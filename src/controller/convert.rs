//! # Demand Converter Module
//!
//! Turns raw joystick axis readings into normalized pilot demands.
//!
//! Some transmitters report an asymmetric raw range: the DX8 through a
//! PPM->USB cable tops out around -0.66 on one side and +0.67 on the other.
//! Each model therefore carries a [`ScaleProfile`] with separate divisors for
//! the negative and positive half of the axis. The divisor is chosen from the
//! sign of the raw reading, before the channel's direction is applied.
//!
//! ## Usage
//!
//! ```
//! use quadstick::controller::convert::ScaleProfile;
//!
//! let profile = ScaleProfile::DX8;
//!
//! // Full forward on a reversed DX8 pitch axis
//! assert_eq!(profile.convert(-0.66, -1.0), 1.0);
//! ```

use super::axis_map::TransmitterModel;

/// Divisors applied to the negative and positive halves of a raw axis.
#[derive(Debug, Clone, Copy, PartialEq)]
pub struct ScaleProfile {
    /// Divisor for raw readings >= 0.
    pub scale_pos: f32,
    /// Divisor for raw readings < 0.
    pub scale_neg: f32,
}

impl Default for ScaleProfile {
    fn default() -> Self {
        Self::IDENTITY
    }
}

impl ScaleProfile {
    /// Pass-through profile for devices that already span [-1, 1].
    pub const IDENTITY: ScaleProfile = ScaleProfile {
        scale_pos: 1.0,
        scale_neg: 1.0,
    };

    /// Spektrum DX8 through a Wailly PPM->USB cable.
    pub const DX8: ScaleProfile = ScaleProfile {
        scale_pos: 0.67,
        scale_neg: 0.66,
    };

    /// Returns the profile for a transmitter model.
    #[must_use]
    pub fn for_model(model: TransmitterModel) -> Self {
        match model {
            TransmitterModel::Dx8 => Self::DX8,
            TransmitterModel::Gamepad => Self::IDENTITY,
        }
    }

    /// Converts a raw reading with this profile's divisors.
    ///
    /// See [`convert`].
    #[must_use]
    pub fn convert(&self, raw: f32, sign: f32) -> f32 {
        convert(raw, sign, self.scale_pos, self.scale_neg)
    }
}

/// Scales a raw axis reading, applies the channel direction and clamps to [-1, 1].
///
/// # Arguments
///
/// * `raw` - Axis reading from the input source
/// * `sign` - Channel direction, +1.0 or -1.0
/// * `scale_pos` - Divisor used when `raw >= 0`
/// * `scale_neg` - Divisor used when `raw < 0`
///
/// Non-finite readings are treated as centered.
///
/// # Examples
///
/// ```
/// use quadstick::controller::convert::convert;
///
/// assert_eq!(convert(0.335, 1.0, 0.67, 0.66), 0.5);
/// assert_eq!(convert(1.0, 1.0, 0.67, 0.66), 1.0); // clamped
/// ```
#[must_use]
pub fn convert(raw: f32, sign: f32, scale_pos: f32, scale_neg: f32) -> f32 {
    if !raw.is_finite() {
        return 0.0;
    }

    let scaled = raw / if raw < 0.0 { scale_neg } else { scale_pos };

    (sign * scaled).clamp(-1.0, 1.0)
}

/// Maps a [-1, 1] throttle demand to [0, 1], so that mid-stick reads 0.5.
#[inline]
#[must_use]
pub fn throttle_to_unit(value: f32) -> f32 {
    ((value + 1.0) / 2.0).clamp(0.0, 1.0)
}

----

* [The task]: To answer, copy each line from the material above that has the word "controller".

* [Result of this task]:
filename src/controller/convert.rs
//! use quadstick::controller::convert::ScaleProfile;
/// use quadstick::controller::convert::convert;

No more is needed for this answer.